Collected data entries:

//! Viewer state: canonical items, filters, the derived filtered set and the
//! active index into it.
//!
//! The state machine has two phases. `Empty` when no item passes the
//! filters, `Active` otherwise; in `Active` the active index is always a
//! valid position in the filtered set. Every mutation that can change the
//! filtered set goes through [`ViewerState::refilter`], which recomputes it
//! from scratch and then repairs the active index.

use tracing::debug;

use crate::filter::{self, Filters};
use crate::item::Item;

/// Wraps `idx` into `[0, len)`; `0` when `len == 0`.
pub fn normalize_index(idx: isize, len: usize) -> usize {
    if len == 0 {
        return 0;
    }
    let len = len as isize;
    idx.rem_euclid(len) as usize
}

#[derive(Debug, Clone, Copy, PartialEq, Eq)]
pub enum Phase {
    Empty,
    Active,
}

/// Which item should be active after the filtered set is recomputed.
#[derive(Debug, Clone, PartialEq, Eq)]
pub enum Selection {
    /// Keep the currently active item if it still passes the filters.
    Preserve,
    /// A position in the new filtered set (used for start indices).
    FilteredIndex(isize),
    /// A position in `items`, e.g. the item just appended.
    ItemIndex(usize),
    /// The filtered item with this id, e.g. across a full item refresh.
    ItemId(String),
}

/// Result of a navigation call that actually ran.
#[derive(Debug, Clone, Copy, PartialEq, Eq)]
pub struct Moved {
    pub from: usize,
    pub to: usize,
}

impl Moved {
    pub fn changed(&self) -> bool {
        self.from != self.to
    }
}

#[derive(Debug, Clone)]
pub struct ViewerState {
    items: Vec<Item>,
    filters: Filters,
    /// Positions in `items` that pass `filters`, in display order.
    filtered: Vec<usize>,
    active: usize,
}

impl ViewerState {
    pub fn new(items: Vec<Item>, filters: Filters, start_index: isize) -> Self {
        let mut state = Self {
            items,
            filters,
            filtered: Vec::new(),
            active: 0,
        };
        state.refilter(Selection::FilteredIndex(start_index));
        state
    }

    pub fn items(&self) -> &[Item] {
        &self.items
    }

    pub fn filters(&self) -> &Filters {
        &self.filters
    }

    pub fn phase(&self) -> Phase {
        if self.filtered.is_empty() {
            Phase::Empty
        } else {
            Phase::Active
        }
    }

    pub fn filtered_len(&self) -> usize {
        self.filtered.len()
    }

    pub fn filtered_items(&self) -> impl Iterator<Item = &Item> + '_ {
        self.filtered.iter().map(|&idx| &self.items[idx])
    }

    pub fn filtered_item(&self, position: usize) -> Option<&Item> {
        self.filtered.get(position).map(|&idx| &self.items[idx])
    }

    /// Active position in the filtered set; `None` while empty.
    pub fn active_index(&self) -> Option<usize> {
        match self.phase() {
            Phase::Empty => None,
            Phase::Active => Some(self.active),
        }
    }

    pub fn active_item(&self) -> Option<&Item> {
        self.active_index().and_then(|pos| self.filtered_item(pos))
    }

    pub fn tag_universe(&self) -> Vec<String> {
        filter::tag_universe(&self.items)
    }

    /// Replaces the item set wholesale, keeping the active item by id.
    pub fn set_items(&mut self, items: Vec<Item>) {
        let selection = match self.active_item() {
            Some(item) => Selection::ItemId(item.id().to_string()),
            None => Selection::FilteredIndex(0),
        };
        self.items = items;
        self.refilter(selection);
    }

    /// Replaces the item set and starts over from the first filtered item.
    pub fn reset_items(&mut self, items: Vec<Item>) {
        self.items = items;
        self.refilter(Selection::FilteredIndex(0));
    }

    /// Appends items; optionally makes the last appended item active.
    pub fn append_items(&mut self, items: Vec<Item>, activate_last: bool) {
        if items.is_empty() {
            return;
        }
        self.items.extend(items);
        let selection = if activate_last {
            Selection::ItemIndex(self.items.len() - 1)
        } else {
            Selection::Preserve
        };
        self.refilter(selection);
    }

    pub fn set_search(&mut self, query: &str) {
        self.filters.set_search(query);
        self.refilter(Selection::Preserve);
    }

    pub fn set_tag(&mut self, tag: &str) {
        self.filters.set_tag(tag);
        self.refilter(Selection::Preserve);
    }

    /// Recomputes the filtered set from `items` and repairs the active index.
    ///
    /// When the requested item is not in the new filtered set the active
    /// index falls back to `0`.
    pub fn refilter(&mut self, selection: Selection) {
        let previous = self.active_item_index();
        self.filtered = self
            .items
            .iter()
            .enumerate()
            .filter(|(_, item)| self.filters.matches(item))
            .map(|(idx, _)| idx)
            .collect();

        let wanted = match selection {
            Selection::Preserve => previous.and_then(|idx| self.position_of_item(idx)),
            Selection::FilteredIndex(pos) => {
                usize::try_from(pos).ok().filter(|&p| p < self.filtered.len())
            }
            Selection::ItemIndex(idx) => self.position_of_item(idx),
            Selection::ItemId(id) => self.filtered_items().position(|item| item.id() == id),
        };
        self.active = wanted.unwrap_or(0);
        debug!(
            total = self.items.len(),
            visible = self.filtered.len(),
            active = self.active,
            "filtered set recomputed"
        );
    }

    /// Moves to `raw` wrapped into the filtered set. No-op while empty.
    pub fn go_to(&mut self, raw: isize) -> Option<Moved> {
        if self.filtered.is_empty() {
            return None;
        }
        let from = self.active;
        self.active = normalize_index(raw, self.filtered.len());
        Some(Moved {
            from,
            to: self.active,
        })
    }

    pub fn next(&mut self) -> Option<Moved> {
        self.go_to(self.active as isize + 1)
    }

    pub fn prev(&mut self) -> Option<Moved> {
        self.go_to(self.active as isize - 1)
    }

    pub fn first(&mut self) -> Option<Moved> {
        self.go_to(0)
    }

    pub fn last(&mut self) -> Option<Moved> {
        self.go_to(self.filtered.len() as isize - 1)
    }

    /// Moves to the filtered item with `id`; no-op when it is filtered out.
    pub fn go_to_id(&mut self, id: &str) -> Option<Moved> {
        let pos = self.filtered_items().position(|item| item.id() == id)?;
        self.go_to(pos as isize)
    }

    /// Positions of the next and previous neighbors, when there are any.
    pub fn neighbors(&self) -> Option<(usize, usize)> {
        if self.filtered.len() <= 1 {
            return None;
        }
        let len = self.filtered.len();
        let active = self.active as isize;
        Some((
            normalize_index(active + 1, len),
            normalize_index(active - 1, len),
        ))
    }

    fn active_item_index(&self) -> Option<usize> {
        self.filtered.get(self.active).copied()
    }

    fn position_of_item(&self, item_idx: usize) -> Option<usize> {
        self.filtered.iter().position(|&idx| idx == item_idx)
    }
}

EXERCISE: Provide only the count of lines above in which the word "refilter" occurs.

RESPONSE: 8